Assignment:
Pull every line with "common" from the data below and copy it.

++++ Records to process

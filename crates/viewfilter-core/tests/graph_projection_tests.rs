//! Cyclic graphs and container fidelity

mod common;

use std::rc::Rc;

use common::{read, ChainFixture, FamilyFixture};
use viewfilter_core::{
    project, structurally_equal, Container, ContainerKind, ElementType, ObjectArray, TagId, Value,
    ViewFilter,
};

fn family_filter(f: &FamilyFixture, views: &[TagId]) -> ViewFilter {
    ViewFilter::builder(f.schema.clone(), f.lattice.clone())
        .for_classes([f.parent, f.child])
        .use_views(views.iter().copied())
        .build()
        .unwrap()
}

fn chain_filter(c: &ChainFixture) -> ViewFilter {
    ViewFilter::builder(c.schema.clone(), c.lattice.clone())
        .for_class(c.node)
        .use_view(c.link)
        .build()
        .unwrap()
}

#[test]
fn test_cycle_terminates_and_children_point_at_projected_parent() {
    let f = FamilyFixture::new();
    let (parent, _, _) = f.family(ContainerKind::List);

    let projected = family_filter(&f, &[f.whole_family]).apply_to(&parent).unwrap();

    assert!(!projected.same_ref(&parent));
    let children = f.children_of(&projected);
    assert_eq!(children.len(), 2);
    for child in &children {
        assert!(read(&f.schema, child, "parent").same_ref(&projected));
    }
    assert!(structurally_equal(&projected, &parent));
}

#[test]
fn test_projection_from_child_reaches_siblings_through_parent() {
    let f = FamilyFixture::new();
    let (_, first, second) = f.family(ContainerKind::List);

    let projected = family_filter(&f, &[f.whole_family]).apply_to(&first).unwrap();

    let parent = read(&f.schema, &projected, "parent");
    let siblings = f.children_of(&parent);
    assert!(siblings[0].same_ref(&projected));
    assert_eq!(read(&f.schema, &siblings[1], "name").as_str(), Some("second"));
    assert!(!siblings[1].same_ref(&second));
}

#[test]
fn test_excluded_back_reference_is_null() {
    let f = FamilyFixture::new();
    let (parent, _, _) = f.family(ContainerKind::List);

    let projected = family_filter(&f, &[f.name, f.children])
        .apply_to(&parent)
        .unwrap();

    let children = f.children_of(&projected);
    assert_eq!(children.len(), 2);
    assert_eq!(read(&f.schema, &children[0], "name").as_str(), Some("first"));
    assert_eq!(read(&f.schema, &children[1], "name").as_str(), Some("second"));
    for child in &children {
        assert!(read(&f.schema, child, "parent").is_null());
    }
}

#[test]
fn test_excluded_container_field_is_null() {
    let f = FamilyFixture::new();
    let (parent, _, _) = f.family(ContainerKind::List);

    let projected = family_filter(&f, &[f.name]).apply_to(&parent).unwrap();

    assert_eq!(read(&f.schema, &projected, "name").as_str(), Some("parent"));
    assert!(read(&f.schema, &projected, "children").is_null());
}

#[test]
fn test_list_keeps_length_order_and_kind() {
    let f = FamilyFixture::new();
    let (parent, first, second) = f.family(ContainerKind::Deque);

    let projected = family_filter(&f, &[f.whole_family]).apply_to(&parent).unwrap();

    let original_children = read(&f.schema, &parent, "children");
    let children = read(&f.schema, &projected, "children");
    assert!(!children.same_ref(&original_children));
    assert_eq!(
        children.as_container().unwrap().borrow().kind(),
        ContainerKind::Deque
    );

    let items = f.children_of(&projected);
    assert!(structurally_equal(&items[0], &first));
    assert!(structurally_equal(&items[1], &second));
}

#[test]
fn test_set_keeps_count() {
    let f = FamilyFixture::new();
    let (parent, _, _) = f.family(ContainerKind::Set);

    let projected = family_filter(&f, &[f.name, f.children])
        .apply_to(&parent)
        .unwrap();

    let children = read(&f.schema, &projected, "children");
    let children = children.as_container().unwrap().borrow();
    assert_eq!(children.kind(), ContainerKind::Set);
    assert_eq!(children.len(), 2);
    assert!(children
        .iter()
        .all(|child| read(&f.schema, child, "parent").is_null()));

    let mut names: Vec<String> = children
        .iter()
        .filter_map(|child| read(&f.schema, child, "name").as_str().map(str::to_string))
        .collect();
    names.sort();
    assert_eq!(names, vec!["first", "second"]);
}

#[test]
fn test_container_holding_itself() {
    let f = FamilyFixture::new();
    let list = Value::container(Container::with_items(ContainerKind::List, Vec::<Value>::new()));
    list.as_container()
        .unwrap()
        .borrow_mut()
        .add(list.clone())
        .unwrap();

    let projected = family_filter(&f, &[f.whole_family]).apply_to(&list).unwrap();

    assert!(!projected.same_ref(&list));
    let inner = projected.as_container().unwrap().borrow().items()[0].clone();
    assert!(inner.same_ref(&projected));
}

#[test]
fn test_project_filters_only_the_root_class() {
    let f = FamilyFixture::new();
    let (parent, first, _) = f.family(ContainerKind::List);

    let projected = project(&f.schema, &f.lattice, &parent, &[f.children]).unwrap();

    assert!(read(&f.schema, &projected, "name").is_null());
    let children = f.children_of(&projected);
    // Child is not registered, so the original instances are kept.
    assert!(children[0].same_ref(&first));
}

#[test]
fn test_long_chain_projects_without_overflow() {
    let c = ChainFixture::new();
    let head = c.chain(10_000);

    let projected = chain_filter(&c).apply_to(&head).unwrap();

    let mut count = 0;
    let mut original = head.clone();
    let mut copy = projected.clone();
    while !copy.is_null() {
        assert!(!copy.same_ref(&original));
        assert_eq!(
            read(&c.schema, &copy, "label").as_str(),
            read(&c.schema, &original, "label").as_str()
        );
        original = read(&c.schema, &original, "next");
        copy = read(&c.schema, &copy, "next");
        count += 1;
    }
    assert_eq!(count, 10_000);
    assert!(original.is_null());

    c.unlink(projected);
    c.unlink(head);
}

#[test]
fn test_deeply_nested_arrays_project_without_overflow() {
    let c = ChainFixture::new();
    let filter = ViewFilter::builder(c.schema.clone(), c.lattice.clone())
        .build()
        .unwrap();

    let mut root = Value::str("leaf");
    for _ in 0..10_000 {
        root = Value::array(ObjectArray::new(ElementType::Any, vec![root]));
    }

    let projected = filter.apply_to(&root).unwrap();

    let mut depth = 0;
    let mut original = root.clone();
    let mut copy = projected.clone();
    while let (Some(a), Some(b)) = (original.as_array().cloned(), copy.as_array().cloned()) {
        assert!(!Rc::ptr_eq(&a, &b));
        assert_eq!(b.borrow().len(), 1);
        original = a.borrow().items()[0].clone();
        copy = b.borrow().items()[0].clone();
        depth += 1;
    }
    assert_eq!(depth, 10_000);
    assert_eq!(copy.as_str(), Some("leaf"));

    for top in [projected, root] {
        let mut cursor = top;
        while let Some(array) = cursor.as_array().cloned() {
            let next = array.borrow().items()[0].clone();
            array.borrow_mut().set(0, Value::Null).unwrap();
            cursor = next;
        }
    }
}

#[test]
fn test_projected_cycle_is_freed_once_broken() {
    let c = ChainFixture::new();
    let node = c.new_node("loop", Value::Null);
    c.schema.write(&node, "next", node.clone()).unwrap();

    let projected = chain_filter(&c).apply_to(&node).unwrap();
    let object = projected.as_object().unwrap().clone();
    assert!(read(&c.schema, &projected, "next").same_ref(&projected));
    // the caller's handle, the self-reference and `object`
    assert_eq!(Rc::strong_count(&object), 3);

    let weak = Rc::downgrade(&object);
    drop(object);
    c.schema.write(&projected, "next", Value::Null).unwrap();
    drop(projected);
    assert!(weak.upgrade().is_none());

    c.schema.write(&node, "next", Value::Null).unwrap();
}
use std::sync::Arc;

use viewfilter_core::{
    ClassId, Container, ContainerKind, FieldType, Schema, TagId, TagLattice, Value,
};

/// Two-level hierarchy with one tag per field
///
/// `AllFieldsBase` covers every base field; `AllFieldsDerived` extends it
/// and adds the derived field's tag.
#[allow(dead_code)]
pub struct HierarchyFixture {
    pub schema: Arc<Schema>,
    pub lattice: Arc<TagLattice>,
    pub base: ClassId,
    pub derived: ClassId,
    pub public_string: TagId,
    pub public_int: TagId,
    pub private_double: TagId,
    pub public_float: TagId,
    pub all_fields_base: TagId,
    pub all_fields_derived: TagId,
}

#[allow(dead_code)]
impl HierarchyFixture {
    pub fn new() -> Self {
        let mut tags = TagLattice::builder();
        let public_string = tags.define("PublicString", &[]).unwrap();
        let public_int = tags.define("PublicInt", &[]).unwrap();
        let private_double = tags.define("PrivateDouble", &[]).unwrap();
        let public_float = tags.define("PublicFloat", &[]).unwrap();
        let all_fields_base = tags
            .define(
                "AllFieldsBase",
                &[public_string, public_int, private_double],
            )
            .unwrap();
        let all_fields_derived = tags
            .define("AllFieldsDerived", &[all_fields_base, public_float])
            .unwrap();

        let mut classes = Schema::builder();
        let base = classes
            .class("Base")
            .tagged_field("public_string", FieldType::Reference, public_string)
            .tagged_field("public_int", FieldType::Int, public_int)
            .tagged_field("private_double", FieldType::Float, private_double)
            .build()
            .unwrap();
        let derived = classes
            .class("Derived")
            .extends(base)
            .tagged_field("public_float", FieldType::Float, public_float)
            .build()
            .unwrap();

        Self {
            schema: Arc::new(classes.build()),
            lattice: Arc::new(tags.build()),
            base,
            derived,
            public_string,
            public_int,
            private_double,
            public_float,
            all_fields_base,
            all_fields_derived,
        }
    }

    pub fn base_value(&self, s: Option<&str>, i: i64, d: f64) -> Value {
        self.schema
            .object(self.base)
            .with("public_string", s.map(Value::str).unwrap_or_default())
            .with("public_int", i)
            .with("private_double", d)
            .build()
            .unwrap()
    }

    pub fn derived_value(&self, s: Option<&str>, i: i64, d: f64, f: f64) -> Value {
        self.schema
            .object(self.derived)
            .with("public_string", s.map(Value::str).unwrap_or_default())
            .with("public_int", i)
            .with("private_double", d)
            .with("public_float", f)
            .build()
            .unwrap()
    }
}

/// Parent/child graph where each child points back at its parent
#[allow(dead_code)]
pub struct FamilyFixture {
    pub schema: Arc<Schema>,
    pub lattice: Arc<TagLattice>,
    pub parent: ClassId,
    pub child: ClassId,
    pub name: TagId,
    pub children: TagId,
    pub back_ref: TagId,
    pub whole_family: TagId,
}

#[allow(dead_code)]
impl FamilyFixture {
    pub fn new() -> Self {
        let mut tags = TagLattice::builder();
        let name = tags.define("Name", &[]).unwrap();
        let children = tags.define("Children", &[]).unwrap();
        let back_ref = tags.define("BackRef", &[]).unwrap();
        let whole_family = tags
            .define("WholeFamily", &[name, children, back_ref])
            .unwrap();

        let mut classes = Schema::builder();
        let parent = classes
            .class("Parent")
            .tagged_field("name", FieldType::Reference, name)
            .tagged_field("children", FieldType::Reference, children)
            .build()
            .unwrap();
        let child = classes
            .class("Child")
            .tagged_field("name", FieldType::Reference, name)
            .tagged_field("parent", FieldType::Reference, back_ref)
            .build()
            .unwrap();

        Self {
            schema: Arc::new(classes.build()),
            lattice: Arc::new(tags.build()),
            parent,
            child,
            name,
            children,
            back_ref,
            whole_family,
        }
    }

    /// A parent holding two children in a container of `kind`; each child
    /// references the parent.
    pub fn family(&self, kind: ContainerKind) -> (Value, Value, Value) {
        let parent = self
            .schema
            .object(self.parent)
            .with("name", "parent")
            .build()
            .unwrap();
        let first = self.new_child("first", &parent);
        let second = self.new_child("second", &parent);
        let children = Value::container(Container::with_items(
            kind,
            vec![first.clone(), second.clone()],
        ));
        self.schema.write(&parent, "children", children).unwrap();
        (parent, first, second)
    }

    pub fn new_child(&self, name: &str, parent: &Value) -> Value {
        self.schema
            .object(self.child)
            .with("name", name)
            .with("parent", parent.clone())
            .build()
            .unwrap()
    }

    pub fn children_of(&self, parent: &Value) -> Vec<Value> {
        let children = self.schema.read(parent, "children").unwrap();
        let container = children.as_container().unwrap().borrow();
        container.items().to_vec()
    }
}

/// Read a field, panicking on failure
#[allow(dead_code)]
pub fn read(schema: &Schema, value: &Value, field: &str) -> Value {
    schema.read(value, field).unwrap()
}

/// Singly linked `Node{label, next}` with both fields under one tag
#[allow(dead_code)]
pub struct ChainFixture {
    pub schema: Arc<Schema>,
    pub lattice: Arc<TagLattice>,
    pub node: ClassId,
    pub link: TagId,
}

#[allow(dead_code)]
impl ChainFixture {
    pub fn new() -> Self {
        let mut tags = TagLattice::builder();
        let link = tags.define("Link", &[]).unwrap();

        let mut classes = Schema::builder();
        let node = classes
            .class("Node")
            .tagged_field("label", FieldType::Reference, link)
            .tagged_field("next", FieldType::Reference, link)
            .build()
            .unwrap();

        Self {
            schema: Arc::new(classes.build()),
            lattice: Arc::new(tags.build()),
            node,
            link,
        }
    }

    pub fn new_node(&self, label: &str, next: Value) -> Value {
        self.schema
            .object(self.node)
            .with("label", label)
            .with("next", next)
            .build()
            .unwrap()
    }

    /// Head of a chain labelled `n0..n{len-1}`, built tail first
    pub fn chain(&self, len: usize) -> Value {
        let mut head = Value::Null;
        for i in (0..len).rev() {
            head = self.new_node(&format!("n{}", i), head);
        }
        head
    }

    /// Cut every link so dropping a long chain does not recurse
    pub fn unlink(&self, head: Value) {
        let mut cursor = head;
        while !cursor.is_null() {
            let next = read(&self.schema, &cursor, "next");
            self.schema.write(&cursor, "next", Value::Null).unwrap();
            cursor = next;
        }
    }
}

++++++++

Response area:
mod common;
use common::{read, ChainFixture, FamilyFixture};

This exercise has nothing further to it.